Cloud Hosted Jupyterlab for Data Scientists¶
InfinStor includes the capability to host jupyterlab instances in the cloud for data scientists. Our service provides the jupyterhub for free and we create a jupyterlab VM in your AWS/Azure account for each user. Idle VMs are stopped so that you don't pay for compute cost. Our service has built in authentication using Cognito.
One thing that is unique about our approach is that we don't have a kubernetes layer in our managment stack - that means when a user becomes idle, we can shutdown the VM immediately. We do not have issues such as one single active user preventing a large kubernetes host from being released.

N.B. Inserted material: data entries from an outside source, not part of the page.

// SPDX-License-Identifier: GPL-3.0-or-later
use bytes::{BufMut, Bytes, BytesMut};
use image::codecs::jpeg::JpegEncoder;
use image::{ColorType, Pixel};
use tracing::trace;

use crate::render::BytesImage;

/// Encode a rendered frame as a JPEG image.
pub(crate) fn encode_jpeg(image: &BytesImage, quality: u8) -> anyhow::Result<Bytes> {
    trace!(width = image.width(), height = image.height(), "encoding JPEG image");
    // JPEG has no alpha channel, so drop it before encoding.
    let rgb: Vec<u8> = image.pixels().flat_map(|p| p.to_rgb().0).collect();
    let mut jpeg_buf = BytesMut::new().writer();
    let mut encoder = JpegEncoder::new_with_quality(&mut jpeg_buf, quality.clamp(1, 100));
    encoder.encode(&rgb, image.width(), image.height(), ColorType::Rgb8)?;
    Ok(jpeg_buf.into_inner().freeze())
}
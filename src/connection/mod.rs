// SPDX-License-Identifier: GPL-3.0-or-later
mod state;
mod websocket;

pub(crate) use state::ConnectionState;
pub(crate) use websocket::{FrameReceivers, FrameSource};
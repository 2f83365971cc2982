// SPDX-License-Identifier: GPL-3.0-or-later
use std::fmt;

use super::color::Color;
use crate::settings::Palette;

/// The number of entries in a lookup table.
pub(crate) const LUT_SIZE: usize = 256;

/// A control point for a piecewise-linear color ramp.
#[derive(Clone, Copy, Debug)]
struct Stop {
    position: f64,
    color: Color,
}

const fn stop(position: f64, red: u8, green: u8, blue: u8) -> Stop {
    Stop {
        position,
        color: Color::new(red, green, blue),
    }
}

/// The "ironbow" palette commonly used by thermal cameras: black through purple, red, orange and
/// yellow to white.
const IRONBOW: [Stop; 10] = [
    stop(0.00, 0, 0, 0),
    stop(0.10, 32, 0, 64),
    stop(0.25, 96, 0, 128),
    stop(0.40, 192, 0, 64),
    stop(0.50, 220, 40, 0),
    stop(0.60, 255, 100, 0),
    stop(0.70, 255, 160, 0),
    stop(0.80, 255, 220, 40),
    stop(0.90, 255, 255, 128),
    stop(1.00, 255, 255, 255),
];

/// A precomputed table mapping normalized values to colors.
///
/// Tables are built once and then only read, so they can be shared freely between renders.
#[derive(Clone, PartialEq, Eq)]
pub(crate) struct ColorLut {
    entries: Box<[Color; LUT_SIZE]>,
}

impl ColorLut {
    /// Build the ironbow table.
    pub(crate) fn ironbow() -> Self {
        Self::from_stops(&IRONBOW)
    }

    /// Sample a [colorous] gradient at evenly spaced points.
    pub(crate) fn from_gradient(gradient: colorous::Gradient) -> Self {
        let mut entries = Box::new([Color::default(); LUT_SIZE]);
        for (index, entry) in entries.iter_mut().enumerate() {
            *entry = Color::from(gradient.eval_rational(index, LUT_SIZE));
        }
        Self { entries }
    }

    fn from_stops(stops: &[Stop]) -> Self {
        let mut entries = Box::new([Color::default(); LUT_SIZE]);
        for (index, entry) in entries.iter_mut().enumerate() {
            let t = index as f64 / (LUT_SIZE - 1) as f64;
            let segment = stops
                .windows(2)
                .find(|pair| pair[0].position <= t && t <= pair[1].position);
            *entry = match segment {
                Some(pair) => interpolate(&pair[0], &pair[1], t),
                // Only reachable if the stops don't cover [0, 1].
                None => stops.last().map(|s| s.color).unwrap_or_default(),
            };
        }
        Self { entries }
    }

    /// The color for a value already scaled to `[0, 1]`.
    ///
    /// Values outside that range are clamped, and NaN maps to the first entry.
    pub(crate) fn lookup(&self, normalized: f64) -> Color {
        let normalized = if normalized.is_finite() {
            normalized.clamp(0.0, 1.0)
        } else {
            0.0
        };
        let index = (normalized * (LUT_SIZE - 1) as f64).round() as usize;
        self.entries[index]
    }

    #[cfg(test)]
    pub(crate) fn entry(&self, index: u8) -> Color {
        self.entries[index as usize]
    }

    #[cfg(test)]
    pub(crate) fn iter(&self) -> impl Iterator<Item = &Color> {
        self.entries.iter()
    }
}

impl Default for ColorLut {
    fn default() -> Self {
        Self::ironbow()
    }
}

impl From<&Palette> for ColorLut {
    fn from(palette: &Palette) -> Self {
        match palette {
            Palette::Ironbow => Self::ironbow(),
            Palette::Gradient(gradient) => Self::from_gradient(*gradient),
        }
    }
}

impl fmt::Debug for ColorLut {
    fn fmt(&self, f: &mut fmt::Formatter<'_>) -> fmt::Result {
        f.debug_struct("ColorLut")
            .field("first", &self.entries[0])
            .field("last", &self.entries[LUT_SIZE - 1])
            .finish()
    }
}

fn interpolate(low: &Stop, high: &Stop, t: f64) -> Color {
    let span = high.position - low.position;
    let fraction = if span > 0.0 {
        (t - low.position) / span
    } else {
        0.0
    };
    let channel = |low: u8, high: u8| -> u8 {
        let low = low as f64;
        let high = high as f64;
        (low + fraction * (high - low)).round() as u8
    };
    Color::new(
        channel(low.color.red(), high.color.red()),
        channel(low.color.green(), high.color.green()),
        channel(low.color.blue(), high.color.blue()),
    )
}
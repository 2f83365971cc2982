// SPDX-License-Identifier: GPL-3.0-or-later
use std::convert::TryFrom;
use std::error::Error as StdError;
use std::fmt;

use serde::{Deserialize, Serialize};
use tracing::trace;

/// The temperature range mapped onto the color palette.
#[derive(Clone, Copy, Debug, PartialEq, Serialize)]
pub(crate) struct ScaleRange {
    pub(crate) min: f32,
    pub(crate) max: f32,
}

impl ScaleRange {
    pub(crate) fn new(min: f32, max: f32) -> Self {
        Self { min, max }
    }

    /// The value halfway between the ends of the range.
    pub(crate) fn midpoint(&self) -> f32 {
        ((self.min as f64 + self.max as f64) / 2.0) as f32
    }
}

impl Default for ScaleRange {
    fn default() -> Self {
        Self::new(15.0, 40.0)
    }
}

/// The weight given to each new observation when smoothing the scale, in the range `(0, 1]`.
///
/// Higher values track the scene more quickly, with `1.0` following every frame exactly.
#[derive(Clone, Copy, Debug, Deserialize, Serialize, PartialEq)]
#[serde(try_from = "f32", into = "f32")]
pub(crate) struct Smoothing(f32);

impl Smoothing {
    pub(crate) fn get(self) -> f32 {
        self.0
    }
}

impl Default for Smoothing {
    fn default() -> Self {
        Self(0.2)
    }
}

#[derive(Clone, Copy, Debug, PartialEq)]
pub(crate) struct InvalidSmoothing(f32);

impl fmt::Display for InvalidSmoothing {
    fn fmt(&self, f: &mut fmt::Formatter<'_>) -> fmt::Result {
        write!(
            f,
            "smoothing factor must be greater than 0 and at most 1, got {}",
            self.0
        )
    }
}

impl StdError for InvalidSmoothing {}

impl TryFrom<f32> for Smoothing {
    type Error = InvalidSmoothing;

    fn try_from(value: f32) -> Result<Self, Self::Error> {
        if value > 0.0 && value <= 1.0 {
            Ok(Self(value))
        } else {
            Err(InvalidSmoothing(value))
        }
    }
}

impl From<Smoothing> for f32 {
    fn from(smoothing: Smoothing) -> Self {
        smoothing.0
    }
}

/// How the displayed temperature range is chosen.
#[derive(Clone, Copy, Debug, Deserialize, Serialize, PartialEq)]
#[serde(tag = "mode", rename_all = "lowercase")]
pub(crate) enum ScaleMode {
    /// Follow the minimum and maximum of each frame, smoothed over time.
    Auto {
        #[serde(default)]
        smoothing: Smoothing,
    },

    /// Use fixed bounds.
    Manual { min: f32, max: f32 },
}

impl Default for ScaleMode {
    fn default() -> Self {
        Self::Auto {
            smoothing: Smoothing::default(),
        }
    }
}

/// Tracks the displayed scale from frame to frame.
#[derive(Clone, Debug, Default, PartialEq)]
pub(crate) struct Autoscale {
    current: ScaleRange,
    /// The last smoothed range. Cleared while in manual mode so that the next automatic update
    /// starts from whatever was last displayed.
    previous: Option<ScaleRange>,
}

impl Autoscale {
    pub(crate) fn current(&self) -> ScaleRange {
        self.current
    }

    /// Update the scale with the minimum and maximum temperatures of a new frame.
    pub(crate) fn update(&mut self, t_min: f32, t_max: f32, mode: &ScaleMode) -> ScaleRange {
        match mode {
            ScaleMode::Manual { min, max } => {
                self.previous = None;
                self.current = ScaleRange::new(*min, *max);
            }
            ScaleMode::Auto { smoothing } => {
                let previous = self.previous.unwrap_or(self.current);
                let beta = smoothing.get() as f64;
                let blend = |observed: f32, previous: f32| -> f32 {
                    (beta * observed as f64 + (1.0 - beta) * previous as f64) as f32
                };
                self.current =
                    ScaleRange::new(blend(t_min, previous.min), blend(t_max, previous.max));
                self.previous = Some(self.current);
            }
        }
        trace!(scale = ?self.current, "updated display scale");
        self.current
    }
}

#[cfg(test)]
mod test {
    use std::convert::TryFrom;

    use float_cmp::approx_eq;

    use super::{Autoscale, ScaleMode, ScaleRange, Smoothing};

    fn auto(smoothing: f32) -> ScaleMode {
        ScaleMode::Auto {
            smoothing: Smoothing::try_from(smoothing).unwrap(),
        }
    }

    #[test]
    fn initial_range() {
        assert_eq!(Autoscale::default().current(), ScaleRange::new(15.0, 40.0));
    }

    #[test]
    fn converges_monotonically() {
        let mut scale = Autoscale::default();
        let mode = auto(0.5);
        let mut last = scale.current();
        for _ in 0..40 {
            let next = scale.update(20.0, 30.0, &mode);
            assert!(next.min >= last.min && next.min <= 20.0);
            assert!(next.max <= last.max && next.max >= 30.0);
            last = next;
        }
        assert!(approx_eq!(f32, last.min, 20.0, epsilon = 1e-4));
        assert!(approx_eq!(f32, last.max, 30.0, epsilon = 1e-4));
    }

    #[test]
    fn first_step() {
        let mut scale = Autoscale::default();
        let next = scale.update(20.0, 30.0, &auto(0.5));
        assert_eq!(next, ScaleRange::new(17.5, 35.0));
    }

    #[test]
    fn full_weight_is_immediate() {
        let mut scale = Autoscale::default();
        assert_eq!(
            scale.update(20.0, 30.0, &auto(1.0)),
            ScaleRange::new(20.0, 30.0)
        );
    }

    #[test]
    fn manual_passthrough() {
        let mut scale = Autoscale::default();
        let mode = ScaleMode::Manual {
            min: 10.0,
            max: 12.0,
        };
        assert_eq!(scale.update(20.0, 30.0, &mode), ScaleRange::new(10.0, 12.0));
        assert_eq!(scale.update(0.0, 80.0, &mode), ScaleRange::new(10.0, 12.0));
    }

    #[test]
    fn auto_after_manual_seeds_from_manual() {
        let mut scale = Autoscale::default();
        scale.update(20.0, 30.0, &auto(0.5));
        scale.update(
            20.0,
            30.0,
            &ScaleMode::Manual {
                min: 10.0,
                max: 50.0,
            },
        );
        let next = scale.update(20.0, 30.0, &auto(0.5));
        assert_eq!(next, ScaleRange::new(15.0, 40.0));
    }

    #[test]
    fn smoothing_bounds() {
        assert!(Smoothing::try_from(0.0).is_err());
        assert!(Smoothing::try_from(-0.5).is_err());
        assert!(Smoothing::try_from(1.01).is_err());
        assert!(Smoothing::try_from(f32::NAN).is_err());
        assert!(Smoothing::try_from(1.0).is_ok());
        assert!(Smoothing::try_from(0.01).is_ok());
    }

    #[test]
    fn parse_auto() {
        let parsed: Result<ScaleMode, _> = toml::from_str("mode = \"auto\"\nsmoothing = 0.5");
        assert!(
            parsed.is_ok(),
            "Failed to parse auto scale: {}",
            parsed.unwrap_err()
        );
        assert_eq!(parsed.unwrap(), auto(0.5));
    }

    #[test]
    fn parse_auto_default_smoothing() {
        let parsed: Result<ScaleMode, _> = toml::from_str("mode = \"auto\"");
        assert!(
            parsed.is_ok(),
            "Failed to parse auto scale: {}",
            parsed.unwrap_err()
        );
        assert_eq!(parsed.unwrap(), ScaleMode::default());
    }

    #[test]
    fn parse_manual() {
        let parsed: Result<ScaleMode, _> =
            toml::from_str("mode = \"manual\"\nmin = 18.0\nmax = 32.5");
        assert!(
            parsed.is_ok(),
            "Failed to parse manual scale: {}",
            parsed.unwrap_err()
        );
        assert_eq!(
            parsed.unwrap(),
            ScaleMode::Manual {
                min: 18.0,
                max: 32.5
            }
        );
    }

    #[test]
    fn parse_bad_smoothing() {
        let parsed: Result<ScaleMode, _> = toml::from_str("mode = \"auto\"\nsmoothing = 1.5");
        assert!(parsed.is_err(), "Accepted a smoothing factor above 1");
    }

    #[test]
    fn parse_json_command() {
        let parsed: Result<ScaleMode, _> =
            serde_json::from_str(r#"{"mode": "manual", "min": 20, "max": 30}"#);
        assert!(
            parsed.is_ok(),
            "Failed to parse JSON scale mode: {}",
            parsed.unwrap_err()
        );
    }
}
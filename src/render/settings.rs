// SPDX-License-Identifier: GPL-3.0-or-later
use anyhow::bail;
use serde::Deserialize;

use std::convert::TryFrom;

use crate::settings::Palette;

use super::autoscale::ScaleMode;
use super::context::MAX_RESOLUTION;
use super::resize::Method;

/// The largest factor the heatmap can be enlarged by for the video stream.
pub(crate) const MAX_OUTPUT_SCALE: u32 = 32;

fn default_resolution() -> u32 {
    24
}

fn default_show_hotspot() -> bool {
    true
}

fn default_output_scale() -> u32 {
    10
}

#[derive(Clone, Copy, Debug, Deserialize, PartialEq)]
#[serde(try_from = "InnerRenderSettings")]
pub(crate) struct RenderSettings {
    /// The width and height (in pixels) the 8x8 sensor grid is resampled to.
    pub(crate) resolution: u32,

    pub(crate) scaling_method: Method,

    /// Draw a crosshair over the hottest cell.
    pub(crate) show_hotspot: bool,

    pub(crate) palette: Palette,

    pub(crate) scale: ScaleMode,

    /// Each resampled pixel is drawn as a square this many pixels wide in the video stream.
    pub(crate) output_scale: u32,
}

/// The render settings as written, before the ranges are checked.
#[derive(Debug, Deserialize)]
struct InnerRenderSettings {
    #[serde(default = "default_resolution")]
    resolution: u32,

    #[serde(default)]
    scaling_method: Method,

    #[serde(default = "default_show_hotspot")]
    show_hotspot: bool,

    #[serde(default)]
    palette: Palette,

    #[serde(default)]
    scale: ScaleMode,

    #[serde(default = "default_output_scale")]
    output_scale: u32,
}

impl TryFrom<InnerRenderSettings> for RenderSettings {
    type Error = anyhow::Error;

    fn try_from(inner: InnerRenderSettings) -> anyhow::Result<Self> {
        if inner.resolution == 0 || inner.resolution > MAX_RESOLUTION {
            bail!(
                "resolution must be between 1 and {}, got {}",
                MAX_RESOLUTION,
                inner.resolution
            );
        }
        if inner.output_scale == 0 || inner.output_scale > MAX_OUTPUT_SCALE {
            bail!(
                "output_scale must be between 1 and {}, got {}",
                MAX_OUTPUT_SCALE,
                inner.output_scale
            );
        }
        Ok(Self {
            resolution: inner.resolution,
            scaling_method: inner.scaling_method,
            show_hotspot: inner.show_hotspot,
            palette: inner.palette,
            scale: inner.scale,
            output_scale: inner.output_scale,
        })
    }
}

impl Default for RenderSettings {
    fn default() -> Self {
        Self {
            resolution: default_resolution(),
            scaling_method: Method::default(),
            show_hotspot: default_show_hotspot(),
            palette: Palette::default(),
            scale: ScaleMode::default(),
            output_scale: default_output_scale(),
        }
    }
}

#[cfg(test)]
mod render_test {
    use std::convert::TryFrom;

    use super::{RenderSettings, MAX_OUTPUT_SCALE};
    use crate::render::context::MAX_RESOLUTION;
    use crate::render::autoscale::{ScaleMode, Smoothing};
    use crate::render::resize::Method;
    use crate::settings::Palette;

    #[test]
    fn defaults() {
        let parsed: Result<RenderSettings, _> = toml::from_str("");
        assert!(
            parsed.is_ok(),
            "Failed to parse empty TOML: {}",
            parsed.unwrap_err()
        );
        let parsed = parsed.unwrap();
        let expected = RenderSettings::default();
        assert_eq!(parsed, expected);
        assert_eq!(parsed.resolution, 24);
        assert_eq!(parsed.scaling_method, Method::Bicubic);
    }

    #[test]
    fn resolution() {
        let parsed: Result<RenderSettings, _> = toml::from_str("resolution = 48");
        assert!(
            parsed.is_ok(),
            "Failed to parse resolution: {}",
            parsed.unwrap_err()
        );
        let expected = RenderSettings {
            resolution: 48,
            ..RenderSettings::default()
        };
        assert_eq!(parsed.unwrap(), expected);
    }

    #[test]
    fn scaling_method() {
        let parsed: Result<RenderSettings, _> = toml::from_str("scaling_method = \"nearest\"");
        assert!(
            parsed.is_ok(),
            "Failed to parse scaling method: {}",
            parsed.unwrap_err()
        );
        assert_eq!(parsed.unwrap().scaling_method, Method::Nearest);
    }

    #[test]
    fn palette() {
        let parsed: Result<RenderSettings, _> = toml::from_str("palette = \"magma\"");
        assert!(
            parsed.is_ok(),
            "Failed to parse palette: {}",
            parsed.unwrap_err()
        );
        assert_eq!(parsed.unwrap().palette, Palette::Gradient(colorous::MAGMA));
    }

    #[test]
    fn manual_scale() {
        let parsed: Result<RenderSettings, _> =
            toml::from_str("[scale]\nmode = \"manual\"\nmin = 20\nmax = 35.5");
        assert!(
            parsed.is_ok(),
            "Failed to parse manual scale: {}",
            parsed.unwrap_err()
        );
        assert_eq!(
            parsed.unwrap().scale,
            ScaleMode::Manual {
                min: 20.0,
                max: 35.5
            }
        );
    }

    #[test]
    fn auto_scale() {
        let parsed: Result<RenderSettings, _> =
            toml::from_str("scale = { mode = \"auto\", smoothing = 0.75 }");
        assert!(
            parsed.is_ok(),
            "Failed to parse auto scale: {}",
            parsed.unwrap_err()
        );
        assert_eq!(
            parsed.unwrap().scale,
            ScaleMode::Auto {
                smoothing: Smoothing::try_from(0.75).unwrap()
            }
        );
    }

    #[test]
    fn hide_hotspot() {
        let parsed: Result<RenderSettings, _> = toml::from_str("show_hotspot = false");
        assert!(parsed.is_ok());
        assert!(!parsed.unwrap().show_hotspot);
    }

    #[test]
    fn bad_method() {
        let parsed: Result<RenderSettings, _> = toml::from_str("scaling_method = \"lanczos\"");
        assert!(parsed.is_err(), "Parsed an unsupported scaling method");
    }

    #[test]
    fn resolution_limits() {
        let parsed: Result<RenderSettings, _> = toml::from_str("resolution = 0");
        assert!(parsed.is_err(), "Parsed a zero resolution");
        let parsed: Result<RenderSettings, _> =
            toml::from_str(&format!("resolution = {}", MAX_RESOLUTION + 1));
        assert!(parsed.is_err(), "Parsed a resolution above the maximum");
        let parsed: Result<RenderSettings, _> =
            toml::from_str(&format!("resolution = {}", MAX_RESOLUTION));
        assert_eq!(parsed.unwrap().resolution, MAX_RESOLUTION);
    }

    #[test]
    fn output_scale_limits() {
        let parsed: Result<RenderSettings, _> = toml::from_str("output_scale = 0");
        assert!(parsed.is_err(), "Parsed a zero output scale");
        let parsed: Result<RenderSettings, _> = toml::from_str("output_scale = 200000000");
        assert!(parsed.is_err(), "Parsed an output scale above the maximum");
        let parsed: Result<RenderSettings, _> =
            toml::from_str(&format!("output_scale = {}", MAX_OUTPUT_SCALE));
        assert_eq!(parsed.unwrap().output_scale, MAX_OUTPUT_SCALE);
    }
}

Here's a high level architecture diagram.
Architecture¶
Note that we use completely stock jupyterlab version 3 in our service. Any extensions, add-ons, etc. that work with open source jupyterlab will work with out cloud hosted jupyterlab.
Enable Jupyterlab for Data Scientist¶
The admin account is responsible for enabling Jupyterlab for each Data Scientist in the administrator's account. This is accomplished by browsing to Users -> Manage Users in the InfinStor dashboard (https://service.infinstor.com/). In the table of users, there is a Jupyterlab column with a slider. Clicking on the slider pops up a flyout and the admin can choose the instance type for that Data Scientist.
Data Scientist access to jupyterlab¶
Data Scientists may access their jupyterlab by browsing to https://jupyterhub.infinstor.com/ and logging in using their InfinStor username and password
Notes:
- The first time that the Data Scientist accesses their jupyterlab, the operation involves creating a new VM of the admin specified type. This could potentially take 30 minutes or more
- After 15 minutes of idle time, the jupyterlab instance is shut down
- The Data Scientist will not lose any content(notebooks, extensions, pip packages, etc.) in the jupyterlab
- The Data Scientist can restart the jupyterlab instance by browsing to https://jupyterhub.infinstor.com/
- Restarts of the lab should take no more than a few minutes
Installing Add-ons to the jupyterlab, e.g. jupyterlab-git¶
The jupyterlab notebook server process is started using the python binary /opt/jupyterhub/bin/python3
Adding any pip packages to the jupyter server may be accomplished using the following command
# /opt/conda/bin/python -m pip install <package_to_be_installed>
For example, to install the jupyterlab-git extension to jupyterlab, run the following command in a cell in a notebook
!/opt/conda/bin/python -m pip install jupyterlab-git
After running the above command, jupyterlab must be restarted. This can be accomplished in InfinStor Cloud Hosted Jupyterlab as follows. Go to File->Hub Control Panel, and click on 'Stop My Server'. Once the server stops and the 'Start My Server' button appears, click on that button. This restarts jupyterlab.
conda user environment for ipython kernels¶
In addition to the python binary used for the notebook server, conda is available to data scientists at /opt/conda. The /opt/conda enviroment is ideal for data scientists to install their own custom kernels.
Here is an example of adding a python 3.7 kernel
conda create -n 'MyPython3.7' python=3.7
. /opt/conda/bin/activate MyPython3.7
pip install mlflow
pip install infinstor_mlflow_plugin
pip install infinstor
conda install ipykernel
python -m ipykernel install --name m3.7 --display-name="My Python 3.7"
In the above example, we create a conda env called MyPython3.7 and add it as a kernel to the jupyterlab
For this change to take effect, you must stop the Jupyterlab server and start it using the hub control panel. This is accomplished by File->Hub Control Panel->Stop My Server followed by Start
Updating jupyterlab extension package, e.g. jupyterlab-infinstor¶
Data Scientists can update their jupyterlab extension packages such as the jupyterlab-infinstor package as follows:
Step 1: Uninstall currently installed package by running the following in a notebook cell
!jupyter labextension uninstall jupyterlab-infinstor
Step 2: Install latest version of package by running the following in a notebook cell
!jupyter labextension install jupyterlab-infinstor
After running the above command, jupyterlab must be restarted. This can be accomplished in InfinStor Cloud Hosted Jupyterlab as follows. Go to File->Hub Control Panel, and click on 'Stop My Server'. Once the server stops and the 'Start My Server' button appears, click on that button. This restarts jupyterlab.